Reputation: 271
I'm using the following code to load and resize images.
$(imagesToProcess.files).each(function (idx, file) {
var img = new Image();
img.onload = function (e) {
//var resized = _resizeImage(e.target);
URL.revokeObjectURL(e.target.src);
};
img.src = URL.createObjectURL(file);
});
This code results in a gigantic memory spike in Chrome, even though I commented out the actual resizing. What am I doing wrong?
Upvotes: 0
Views: 1623
Reputation: 18087
I ended up solving this memory leak in my program by using an alternate method of jpeg-decoding (using library rather than browser's Image object): https://stackoverflow.com/a/62584068/2441655
Upvotes: 0
Reputation: 271
This code, which is based on this answer, solved it for me
var fileQueue = [];
var lock = false;
var img = new Image();
img.onload = function (e) {
URL.revokeObjectURL(e.target.src);
lock = false;
};
$(imagesToProcess.files).each(function (idx, file) {
fileQueue.push(file);
});
var processQueue = setInterval(processFile, 250);
function processFile() {
if (fileQueue.length == 0) {
console.log('nothing in queue');
clearInterval(processQueue);
return;
}
if (!lock) {
img.src = URL.createObjectURL(fileQueue.shift());
lock = true;
}
}
Upvotes: 1
Reputation: 1
Don't use much of anonymous functions instead use reference of the functions.

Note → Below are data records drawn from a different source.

impl RenderContext for Frame<'_> {
    fn bind_depth_target(&mut self) {
        self.passes.push(RecordedPass::new(PassTarget::ShadowMap));
    }

    fn unbind_depth_target(&mut self) {
        self.passes.push(RecordedPass::new(PassTarget::Window));
    }

    fn set_viewport(&mut self, viewport: Viewport) {
        let pass = self.current_pass();
        pass.viewport = Some(viewport);
        if pass.target == PassTarget::ShadowMap && viewport.width == viewport.height {
            self.engine.ensure_shadow_map_size(viewport.width);
        }
    }

    fn clear(&mut self, buffers: ClearBuffers) {
        self.current_pass().clear = Some(buffers);
    }

    fn bind_shadow_map(&mut self, slot: u32) {
        if slot != SHADOW_MAP_SLOT {
            log::warn!("Shadow map requested at slot {}, pipelines read it from slot {}", slot, SHADOW_MAP_SLOT);
        }
        self.current_pass().shadow_map_bound = true;
    }

    fn draw_sky(&mut self, sky: &SkyUniforms) {
        let pass = self.current_pass();
        if pass.target != PassTarget::Window {
            log::warn!("Skipping sky: the shadow map target is bound");
            return;
        }
        if pass.sky.replace(*sky).is_some() {
            log::warn!("Sky drawn twice in one pass; the last one wins");
        }
    }

    fn draw(&mut self, drawable: &Drawable, uniforms: &PassUniforms, mode: PassMode) {
        let pass = self.current_pass();
        if pass.target.mode() != mode {
            log::warn!(
                "Skipping '{}': {:?} draw issued while the {:?} target is bound",
                drawable.name,
                mode,
                pass.target
            );
            return;
        }
        if mode == PassMode::Lit && !pass.shadow_map_bound {
            log::warn!("Skipping '{}': lit draw with no shadow map bound", drawable.name);
            return;
        }

        match &pass.uniforms {
            None => pass.uniforms = Some(*uniforms),
            Some(existing) if existing != uniforms => {
                log::warn!(
                    "'{}' carries different pass uniforms; the pass keeps its first set",
                    drawable.name
                );
            }
            Some(_) => {}
        }

        let palette_index = match &drawable.kind {
            DrawableKind::SkinnedMesh { joints } => {
                self.palettes.push(JointPaletteUniform::from_matrices(joints));
                self.palettes.len() - 1
            }
            _ => 0,
        };
        let instances = match &drawable.kind {
            DrawableKind::InstancedMesh { instances } => Some(instances.clone()),
            _ => None,
        };
        let object_index = self.objects.len();
        self.objects.push(ObjectUniforms::for_drawable(drawable));

        let record = RecordedDraw {
            name: drawable.name.clone(),
            meshes: drawable.meshes.clone(),
            instances,
            object_index,
            palette_index,
        };
        self.current_pass().draws.push(record);
    }
}
pub mod camera_controller;
pub mod camera_utils;
pub mod free_camera;

// Re-export main types
pub use camera_controller::FreeCameraController;
pub use camera_utils::CameraManager;
pub use free_camera::{FreeCamera, Movement, GROUND_CLAMP_Y};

$(imagesToProcess.files).each(createImage);
function createImage(idx, file){
var img = new Image();
img.onload = imageOnload;
img.src = URL.createObjectURL(file);
}
function imageOnload(e) {
URL.revokeObjectURL(e.target.src);
}
In you code for every image creation one instance of function object is created. That is what causing memory leak in your code.